> **Saved entries**

____________________

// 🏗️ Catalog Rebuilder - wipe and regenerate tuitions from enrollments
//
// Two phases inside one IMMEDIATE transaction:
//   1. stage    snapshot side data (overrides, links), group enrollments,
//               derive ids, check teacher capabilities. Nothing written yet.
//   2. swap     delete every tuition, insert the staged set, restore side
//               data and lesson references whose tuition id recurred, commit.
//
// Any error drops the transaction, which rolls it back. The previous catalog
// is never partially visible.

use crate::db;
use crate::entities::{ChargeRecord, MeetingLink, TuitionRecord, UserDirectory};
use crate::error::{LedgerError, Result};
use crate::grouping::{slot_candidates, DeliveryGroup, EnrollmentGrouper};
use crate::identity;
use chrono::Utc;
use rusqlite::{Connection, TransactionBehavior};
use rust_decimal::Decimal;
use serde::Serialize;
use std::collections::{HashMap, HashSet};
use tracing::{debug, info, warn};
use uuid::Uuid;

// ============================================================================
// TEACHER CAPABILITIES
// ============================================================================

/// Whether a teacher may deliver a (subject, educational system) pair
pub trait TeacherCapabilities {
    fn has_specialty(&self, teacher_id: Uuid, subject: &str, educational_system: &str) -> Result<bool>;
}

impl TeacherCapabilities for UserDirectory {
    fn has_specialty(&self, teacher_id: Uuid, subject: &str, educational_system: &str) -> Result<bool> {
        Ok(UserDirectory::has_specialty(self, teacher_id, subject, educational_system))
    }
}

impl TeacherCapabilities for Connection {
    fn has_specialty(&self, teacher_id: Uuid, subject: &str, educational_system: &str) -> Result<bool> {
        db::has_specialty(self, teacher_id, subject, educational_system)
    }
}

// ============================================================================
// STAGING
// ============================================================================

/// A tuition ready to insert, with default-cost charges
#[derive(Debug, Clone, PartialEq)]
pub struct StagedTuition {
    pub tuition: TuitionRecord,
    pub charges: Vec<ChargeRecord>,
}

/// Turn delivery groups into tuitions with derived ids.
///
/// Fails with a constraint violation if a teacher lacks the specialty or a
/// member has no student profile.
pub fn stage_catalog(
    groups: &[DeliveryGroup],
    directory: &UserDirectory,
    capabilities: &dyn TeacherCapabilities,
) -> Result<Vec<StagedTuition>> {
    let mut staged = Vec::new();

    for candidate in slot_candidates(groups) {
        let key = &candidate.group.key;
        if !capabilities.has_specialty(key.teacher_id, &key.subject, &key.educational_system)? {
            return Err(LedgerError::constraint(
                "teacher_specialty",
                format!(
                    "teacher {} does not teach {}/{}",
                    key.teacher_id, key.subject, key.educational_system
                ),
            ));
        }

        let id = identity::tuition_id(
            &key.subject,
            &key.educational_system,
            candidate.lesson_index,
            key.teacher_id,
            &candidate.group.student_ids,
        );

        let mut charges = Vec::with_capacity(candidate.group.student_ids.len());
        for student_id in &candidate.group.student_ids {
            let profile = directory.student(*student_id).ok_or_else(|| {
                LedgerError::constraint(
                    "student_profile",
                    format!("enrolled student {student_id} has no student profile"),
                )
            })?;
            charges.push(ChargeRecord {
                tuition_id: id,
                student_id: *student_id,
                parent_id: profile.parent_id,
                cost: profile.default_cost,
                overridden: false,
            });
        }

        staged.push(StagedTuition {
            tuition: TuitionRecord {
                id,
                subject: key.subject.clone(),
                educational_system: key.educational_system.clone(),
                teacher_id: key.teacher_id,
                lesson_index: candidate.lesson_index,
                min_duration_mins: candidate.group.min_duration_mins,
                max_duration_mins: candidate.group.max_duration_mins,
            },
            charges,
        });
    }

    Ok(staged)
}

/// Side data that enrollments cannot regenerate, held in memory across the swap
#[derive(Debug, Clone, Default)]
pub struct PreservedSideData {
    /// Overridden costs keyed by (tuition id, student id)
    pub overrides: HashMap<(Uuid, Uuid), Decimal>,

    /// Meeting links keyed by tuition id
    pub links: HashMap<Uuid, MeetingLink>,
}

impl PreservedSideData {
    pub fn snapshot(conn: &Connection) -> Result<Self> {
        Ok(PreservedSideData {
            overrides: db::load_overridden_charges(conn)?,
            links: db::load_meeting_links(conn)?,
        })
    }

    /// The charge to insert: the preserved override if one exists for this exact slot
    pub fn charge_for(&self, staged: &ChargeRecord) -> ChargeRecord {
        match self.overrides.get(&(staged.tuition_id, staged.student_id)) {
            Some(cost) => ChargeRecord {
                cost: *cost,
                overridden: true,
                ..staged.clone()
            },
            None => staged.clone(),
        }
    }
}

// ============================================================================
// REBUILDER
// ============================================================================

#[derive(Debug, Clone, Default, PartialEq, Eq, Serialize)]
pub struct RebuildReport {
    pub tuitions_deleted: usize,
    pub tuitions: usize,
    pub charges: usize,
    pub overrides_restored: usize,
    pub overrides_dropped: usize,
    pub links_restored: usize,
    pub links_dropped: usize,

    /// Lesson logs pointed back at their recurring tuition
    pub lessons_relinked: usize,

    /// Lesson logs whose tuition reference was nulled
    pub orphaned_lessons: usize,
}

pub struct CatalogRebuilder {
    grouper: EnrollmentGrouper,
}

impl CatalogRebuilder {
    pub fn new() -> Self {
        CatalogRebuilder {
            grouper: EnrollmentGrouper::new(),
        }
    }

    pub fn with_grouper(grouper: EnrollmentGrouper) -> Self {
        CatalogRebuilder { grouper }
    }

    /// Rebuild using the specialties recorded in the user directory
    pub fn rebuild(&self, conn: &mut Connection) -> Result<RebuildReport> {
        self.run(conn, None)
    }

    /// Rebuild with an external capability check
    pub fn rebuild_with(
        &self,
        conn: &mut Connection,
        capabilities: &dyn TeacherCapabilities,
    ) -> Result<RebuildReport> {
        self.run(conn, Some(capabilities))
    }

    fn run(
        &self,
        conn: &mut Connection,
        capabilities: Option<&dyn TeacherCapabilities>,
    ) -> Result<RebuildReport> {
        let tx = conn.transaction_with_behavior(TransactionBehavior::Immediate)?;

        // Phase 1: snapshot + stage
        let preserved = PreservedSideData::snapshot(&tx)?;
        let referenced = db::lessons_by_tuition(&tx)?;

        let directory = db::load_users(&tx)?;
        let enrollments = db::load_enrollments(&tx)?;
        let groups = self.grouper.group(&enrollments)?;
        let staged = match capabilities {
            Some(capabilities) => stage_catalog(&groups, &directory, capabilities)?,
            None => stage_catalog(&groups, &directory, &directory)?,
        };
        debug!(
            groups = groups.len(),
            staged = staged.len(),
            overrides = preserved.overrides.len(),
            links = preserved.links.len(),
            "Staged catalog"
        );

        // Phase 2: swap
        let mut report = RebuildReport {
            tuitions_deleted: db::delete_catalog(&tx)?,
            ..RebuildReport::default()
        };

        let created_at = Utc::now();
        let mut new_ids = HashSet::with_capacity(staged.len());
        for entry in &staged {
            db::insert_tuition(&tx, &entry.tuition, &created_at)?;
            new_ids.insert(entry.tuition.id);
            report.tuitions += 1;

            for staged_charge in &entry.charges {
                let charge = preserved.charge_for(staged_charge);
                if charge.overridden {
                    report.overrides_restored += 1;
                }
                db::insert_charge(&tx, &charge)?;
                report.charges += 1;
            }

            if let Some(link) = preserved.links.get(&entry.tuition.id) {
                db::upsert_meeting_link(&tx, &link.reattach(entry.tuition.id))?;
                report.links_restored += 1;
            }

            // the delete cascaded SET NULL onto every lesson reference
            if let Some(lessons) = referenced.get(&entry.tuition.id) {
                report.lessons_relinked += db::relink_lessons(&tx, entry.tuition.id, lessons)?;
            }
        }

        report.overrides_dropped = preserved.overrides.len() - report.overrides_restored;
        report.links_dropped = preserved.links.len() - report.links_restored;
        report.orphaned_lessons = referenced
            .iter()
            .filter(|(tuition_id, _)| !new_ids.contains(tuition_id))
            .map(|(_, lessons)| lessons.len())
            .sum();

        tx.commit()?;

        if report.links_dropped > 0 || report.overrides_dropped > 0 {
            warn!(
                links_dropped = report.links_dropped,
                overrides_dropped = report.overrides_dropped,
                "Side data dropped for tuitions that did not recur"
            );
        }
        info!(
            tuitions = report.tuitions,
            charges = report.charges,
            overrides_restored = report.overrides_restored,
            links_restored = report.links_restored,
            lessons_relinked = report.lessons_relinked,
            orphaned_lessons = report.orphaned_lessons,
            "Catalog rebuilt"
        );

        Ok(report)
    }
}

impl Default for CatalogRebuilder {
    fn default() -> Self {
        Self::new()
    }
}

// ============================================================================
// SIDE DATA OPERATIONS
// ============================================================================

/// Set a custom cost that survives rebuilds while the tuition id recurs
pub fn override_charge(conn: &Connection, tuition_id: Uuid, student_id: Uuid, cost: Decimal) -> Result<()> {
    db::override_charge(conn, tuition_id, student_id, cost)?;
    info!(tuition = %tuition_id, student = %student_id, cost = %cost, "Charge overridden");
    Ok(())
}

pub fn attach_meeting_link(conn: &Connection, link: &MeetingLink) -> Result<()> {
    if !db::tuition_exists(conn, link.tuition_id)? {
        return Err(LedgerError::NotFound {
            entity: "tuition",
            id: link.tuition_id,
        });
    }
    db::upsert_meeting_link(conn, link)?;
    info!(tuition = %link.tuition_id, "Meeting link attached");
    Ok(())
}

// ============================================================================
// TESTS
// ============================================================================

____________________

> **WHAT IS NEEDED**
Show the lines above that have the word "DeliveryGroup".

> **RESULT OF THE EXERCISE**
use crate::grouping::{slot_candidates, DeliveryGroup, EnrollmentGrouper};
    groups: &[DeliveryGroup],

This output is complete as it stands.